In the words of the Kenyan economist, James Shikwati, “For God’s sake, please just stop!” He was interviewed recently in the German newsmagazine, Der Spiegel:


“Huge bureaucracies are financed, corruption and complacency are promoted, Africans are taught to be beggars and not to be independent. In addition, development aid weakens the local markets everywhere and dampens the spirit of entrepreneurship that we so desperately need. ... If the West were to cancel these payments, normal Africans wouldn't even notice. Only the functionaries would be hard hit. Which is why they maintain that the world would stop turning without this development aid. ...


“Unfortunately, the Europeans' devastating urge to do good can no longer be countered with reason.”


I would need to provide a bibliography many times longer than this column to point my reader to all those reasons, why government aid programmes are, invariably, counter-productive. And not only fiscally, but morally -- for the notion that we can improve hygiene, and elevate the position of women, by spreading condoms and abortion clinics through Africa, is another fact-defying construct of the Western aid mentality. (It was only when they stopped that approach, and began emphasizing chastity instead, that the AIDS rate in Uganda began to fall.)

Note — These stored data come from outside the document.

// ============================================================================
// TESTS
// ============================================================================

#[cfg(test)]
mod tests {
    use super::*;
    use approx::assert_relative_eq;
    use hadcorr_env::{EventRegistry, UNMATCHED_DISTANCE};

    /// Cluster on the x axis: eta = 0, phi = 0, pt = energy.
    fn cluster(energy: f64) -> Option<CaloClusterRecord> {
        Some(CaloClusterRecord::new(energy, [440.0, 0.0, 0.0]))
    }

    /// Track with |p| = pt = `p`, projected at (eta, phi).
    fn track(p: f64, charge: i16, eta: f64, phi: f64) -> Option<TrackRecord> {
        Some(TrackRecord::new([p, 0.0, 0.0], charge, eta, phi))
    }

    fn event(tracks: Vec<Option<TrackRecord>>, clusters: Vec<Option<CaloClusterRecord>>) -> InputEvent {
        InputEvent::new(1, EventModel::Esd)
            .with_centrality(5.0)
            .with_tracks("Tracks", tracks)
            .with_clusters("CaloClusters", clusters)
    }

    fn processor(hadcorr: f64, do_track_clus: bool) -> HadCorrProcessor {
        HadCorrProcessor::new(HadCorrConfig {
            hadcorr,
            do_track_clus,
            ..HadCorrConfig::default()
        })
        .unwrap()
    }

    #[test]
    fn test_scenario_subtract_closest() {
        let mut engine = processor(1.0, false);
        let mut registry = EventRegistry::new();
        let ev = event(vec![track(1.0, 1, 0.0, 0.0)], vec![cluster(2.0)]);

        let outcome = engine.process_event(&ev, &mut registry).unwrap();
        assert_eq!(outcome.n_processed(), 1);
        assert_eq!(outcome.n_emitted(), 1);

        let out = registry.get("CaloClustersCorr").unwrap().snapshot();
        assert_eq!(out.len(), 1);
        assert_relative_eq!(out[0].energy, 1.0, epsilon = 1e-12);
        assert_eq!(out[0].nearest_track, 0);
    }

    #[test]
    fn test_scenario_subtract_all() {
        let mut engine = processor(2.0, false);
        let mut registry = EventRegistry::new();
        let ev = event(vec![track(1.0, 1, 0.0, 0.0)], vec![cluster(2.0)]);

        let outcome = engine.process_event(&ev, &mut registry).unwrap();
        let c = outcome.clusters[0].correction;
        assert_relative_eq!(c.capped_subtraction.unwrap(), 1.0, epsilon = 1e-12);
        assert_relative_eq!(c.energy_after, 1.0, epsilon = 1e-12);
        assert_eq!(engine.output().len(), 1);

        let set = engine.histograms();
        assert_eq!(set.esub_pch[0][0].entries(), 1);
        assert_eq!(set.match_eta_phi[0][2].entries(), 1);
    }

    #[test]
    fn test_scenario_floor_drops_cluster() {
        let mut engine = processor(2.0, false);
        let mut registry = EventRegistry::new();
        let ev = event(vec![track(1.0, 1, 0.0, 0.0)], vec![cluster(0.5)]);

        let outcome = engine.process_event(&ev, &mut registry).unwrap();
        assert_eq!(outcome.n_processed(), 1);
        assert_eq!(outcome.n_emitted(), 0);
        assert_eq!(outcome.clusters[0].correction.energy_after, 0.0);
        assert!(engine.output().is_empty());
        assert_relative_eq!(engine.histograms().e_after.integral(), 0.0);
    }

    #[test]
    fn test_scenario_negative_centrality() {
        let mut engine = processor(1.0, false);
        let mut registry = EventRegistry::new();
        let ev = event(vec![track(1.0, 1, 0.0, 0.0)], vec![cluster(2.0)]).with_centrality(-1.0);

        let err = engine.process_event(&ev, &mut registry).unwrap_err();
        assert!(matches!(err, HadCorrError::NegativeCentrality(_)));
        assert_eq!(engine.events_skipped(), 1);

        let list = engine.finish().histograms;
        assert!(list.histograms.iter().all(|h| h.entries() == 0));
    }

    #[test]
    fn test_missing_centrality_defaults() {
        let mut engine = processor(0.0, false);
        let mut registry = EventRegistry::new();
        let mut ev = event(vec![], vec![cluster(2.0)]);
        ev.centrality = None;

        let outcome = engine.process_event(&ev, &mut registry).unwrap();
        assert_eq!(outcome.centrality, DEFAULT_CENTRALITY);
        assert_eq!(engine.histograms().centrality.content_at(99.0), 1.0);
    }

    #[test]
    fn test_collection_errors() {
        let mut engine = processor(0.0, false);
        let mut registry = EventRegistry::new();

        let ev = InputEvent::new(1, EventModel::Aod).with_clusters("CaloClusters", vec![]);
        let err = engine.process_event(&ev, &mut registry).unwrap_err();
        assert!(matches!(err, HadCorrError::MissingCollection(ref n) if n == "Tracks"));

        let ev = InputEvent::new(2, EventModel::Aod)
            .with_tracks("Tracks", vec![])
            .with_tracks("CaloClusters", vec![]);
        let err = engine.process_event(&ev, &mut registry).unwrap_err();
        assert!(matches!(err, HadCorrError::WrongCollectionType(ref n) if n == "CaloClusters"));

        let ev = event(vec![], vec![]);
        let ev = InputEvent { model: EventModel::Other("MC".into()), ..ev };
        let err = engine.process_event(&ev, &mut registry).unwrap_err();
        assert!(matches!(err, HadCorrError::UnrecognizedEventModel(_)));

        assert_eq!(engine.events_skipped(), 3);
        assert_eq!(engine.histograms().centrality.entries(), 0);
    }

    #[test]
    fn test_registration_once_and_cleared() {
        let mut engine = processor(0.0, false);
        let mut registry = EventRegistry::new();

        engine.process_event(&event(vec![], vec![cluster(1.0), cluster(2.0)]), &mut registry)
            .unwrap();
        assert_eq!(registry.get("CaloClustersCorr").unwrap().len(), 2);

        engine.process_event(&event(vec![], vec![cluster(3.0)]), &mut registry)
            .unwrap();
        assert_eq!(registry.registrations(), 1);

        let out = registry.get("CaloClustersCorr").unwrap();
        assert!(out.same_storage(engine.output()));
        assert_eq!(out.len(), 1);
        assert_relative_eq!(out.snapshot()[0].energy, 3.0, epsilon = 1e-12);
    }

    #[test]
    fn test_null_slots_and_selection_skipped() {
        let mut engine = processor(1.0, false);
        let mut registry = EventRegistry::new();
        let mut outside = CaloClusterRecord::new(5.0, [440.0, 0.0, 0.0]);
        outside.in_acceptance = false;
        let ev = event(
            vec![None, track(0.1, 1, 0.0, 0.0), track(1.0, -1, 0.0, 0.0)],
            vec![None, Some(outside), cluster(0.1), cluster(2.0)],
        );

        let outcome = engine.process_event(&ev, &mut registry).unwrap();
        assert_eq!(outcome.n_processed(), 1);
        assert_eq!(outcome.clusters[0].cluster_index, 3);
        assert_eq!(outcome.clusters[0].result.nearest.unwrap().index, 2);
        // Negative track, closest mode: charge-shifted residual map
        assert_eq!(engine.histograms().match_eta_phi[4][2].entries(), 1);
    }

    #[test]
    fn test_closest_outside_window_not_subtracted() {
        let mut engine = processor(1.0, false);
        let mut registry = EventRegistry::new();
        let ev = event(vec![track(1.0, 1, 0.0, 0.1)], vec![cluster(2.0)]);

        let outcome = engine.process_event(&ev, &mut registry).unwrap();
        let c = &outcome.clusters[0];
        assert!(c.result.nearest.is_some());
        assert_eq!(c.result.n_matches, 0);
        assert_relative_eq!(c.correction.energy_after, 2.0, epsilon = 1e-12);
    }

    #[test]
    fn test_reverse_pass_gates_forward_counting() {
        let mut engine = processor(2.0, true);
        let mut registry = EventRegistry::new();
        // Both clusters sit at the same place; the track associates with the first
        let ev = event(vec![track(1.0, 1, 0.0, 0.0)], vec![cluster(2.0), cluster(3.0)]);

        let outcome = engine.process_event(&ev, &mut registry).unwrap();
        assert_eq!(outcome.track_matches.len(), 1);
        assert_eq!(outcome.track_matches[0].nearest_cluster, Some(0));
        assert_eq!(outcome.track_matches[0].n_matches, 2);

        assert_eq!(outcome.clusters[0].result.n_matches, 1);
        assert_eq!(outcome.clusters[1].result.n_matches, 0);
        assert_relative_eq!(outcome.clusters[0].correction.energy_after, 1.0, epsilon = 1e-12);
        assert_relative_eq!(outcome.clusters[1].correction.energy_after, 3.0, epsilon = 1e-12);

        let set = engine.histograms();
        assert_eq!(set.n_matches_cent_trk.content_at(5.0, 2.0), 1.0);
    }

    #[test]
    fn test_closest_track_owned_by_other_cluster_not_subtracted() {
        // Track lies inside cluster 0's window but its own nearest cluster is cluster 1
        let clusters = vec![
            cluster(2.0),
            Some(CaloClusterRecord::new(3.0, [440.0 * 0.05f64.cos(), 440.0 * 0.05f64.sin(), 0.0])),
        ];
        let ev = event(vec![track(1.0, 1, 0.0, 0.04)], clusters);

        let mut gated = processor(1.0, true);
        let outcome = gated.process_event(&ev, &mut EventRegistry::new()).unwrap();
        assert_eq!(outcome.track_matches[0].nearest_cluster, Some(1));
        assert_eq!(outcome.clusters[0].result.nearest.map(|n| n.index), Some(0));
        assert_relative_eq!(outcome.clusters[0].correction.energy_after, 2.0, epsilon = 1e-12);
        assert_relative_eq!(outcome.clusters[1].correction.energy_after, 2.0, epsilon = 1e-12);

        let mut ungated = processor(1.0, false);
        let outcome = ungated.process_event(&ev, &mut EventRegistry::new()).unwrap();
        assert_relative_eq!(outcome.clusters[0].correction.energy_after, 1.0, epsilon = 1e-12);
        assert_relative_eq!(outcome.clusters[1].correction.energy_after, 2.0, epsilon = 1e-12);
    }

    #[test]
    fn test_centrality_above_range_fills_only_eop_cent() {
        let mut engine = processor(2.0, false);
        let mut registry = EventRegistry::new();
        let ev = InputEvent::new(1, EventModel::Esd)
            .with_centrality(150.0)
            .with_tracks("Tracks", vec![track(1.0, 1, 0.0, 0.0)])
            .with_clusters("CaloClusters", vec![cluster(2.0)]);

        let outcome = engine.process_event(&ev, &mut registry).unwrap();
        assert_relative_eq!(outcome.clusters[0].correction.energy_after, 1.0, epsilon = 1e-12);

        let set = engine.histograms();
        assert_eq!(set.eop_cent.entries(), 1);
        assert!(set.match_e_vs_p.iter().all(|h| h.entries() == 0));
        assert!(set.esub_pch.iter().flatten().all(|h| h.entries() == 0));
        assert!(set.match_eta_phi.iter().flatten().all(|h| h.entries() == 0));
    }

    #[test]
    fn test_apply_to_writes_back() {
        let mut engine = processor(0.0, true);
        let mut registry = EventRegistry::new();
        let mut ev = event(
            vec![track(1.0, 1, 0.01, 0.02)],
            vec![cluster(2.0), Some(CaloClusterRecord::new(2.0, [0.0, 440.0, 0.0]))],
        );
        // Second cluster is at phi = π/2, no track near it
        let outcome = engine.process_event(&ev, &mut registry).unwrap();
        outcome.apply_to(&mut ev);

        let Some(Collection::Clusters(clusters)) = ev.collection("CaloClusters") else {
            panic!("clusters missing");
        };
        let first = clusters[0].as_ref().unwrap();
        assert_eq!(first.nearest_track, 0);
        assert_relative_eq!(first.track_deta, 0.01, epsilon = 1e-12);
        assert_relative_eq!(first.track_dphi, 0.02, epsilon = 1e-12);
        // Nearest offsets are reported regardless of the window
        let second = clusters[1].as_ref().unwrap();
        assert_eq!(second.nearest_track, 0);
        assert!(second.track_dphi < 0.0);

        let Some(Collection::Tracks(tracks)) = ev.collection("Tracks") else {
            panic!("tracks missing");
        };
        assert_eq!(tracks[0].as_ref().unwrap().calo_cluster, 0);
    }

    #[test]
    fn test_apply_to_without_tracks_uses_sentinel() {
        let mut engine = processor(0.0, false);
        let mut registry = EventRegistry::new();
        let mut ev = event(vec![], vec![cluster(2.0)]);

        let outcome = engine.process_event(&ev, &mut registry).unwrap();
        outcome.apply_to(&mut ev);

        let record = ev.clusters_mut("CaloClusters").unwrap()[0].clone().unwrap();
        assert_eq!(record.nearest_track, NO_MATCH);
        assert_eq!(record.track_dphi, UNMATCHED_DISTANCE);
        assert_eq!(record.track_deta, UNMATCHED_DISTANCE);
    }

    #[test]
    fn test_partial_merge_and_finish() {
        let mut a = processor(0.0, false);
        let mut b = processor(0.0, false);
        let mut ra = EventRegistry::new();
        let mut rb = EventRegistry::new();
        a.process_event(&event(vec![], vec![cluster(1.0)]), &mut ra).unwrap();
        b.process_event(&event(vec![], vec![cluster(1.0)]), &mut rb).unwrap();
        let _ = b.process_event(&event(vec![], vec![]).with_centrality(-5.0), &mut rb);

        let mut partial = a.into_partial();
        partial.merge(&b.into_partial()).unwrap();
        let summary = partial.into_summary();
        assert_eq!(summary.events_processed, 2);
        assert_eq!(summary.events_skipped, 1);
        assert_eq!(summary.histograms.h1("Centrality").unwrap().entries(), 2);
        assert_relative_eq!(summary.histograms.h1("Ebefore").unwrap().integral(), 2.0);
    }

    #[test]
    fn test_invalid_config_rejected() {
        let config = HadCorrConfig {
            phi_match: 0.0,
            ..HadCorrConfig::default()
        };
        assert!(matches!(HadCorrProcessor::new(config), Err(HadCorrError::InvalidConfig(_))));
    }
}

Nobody reads the literature, anyway. But we should be able to guess something is very wrong, from the inelegance with which our foreign aid is designed and delivered. It is, after all, a form of carpet-bombing. To expect it will “make poverty history” is like expecting to eliminate the underclass in the West by using welfare to reward self-destructive behaviour.


We may reason, or we may succumb to the extraordinary power of idiots chanting slogans. It is a battle of slogans at the moment, so let me conclude with one of my own: “The three scourges of Africa today are aid, aides, and AIDS.”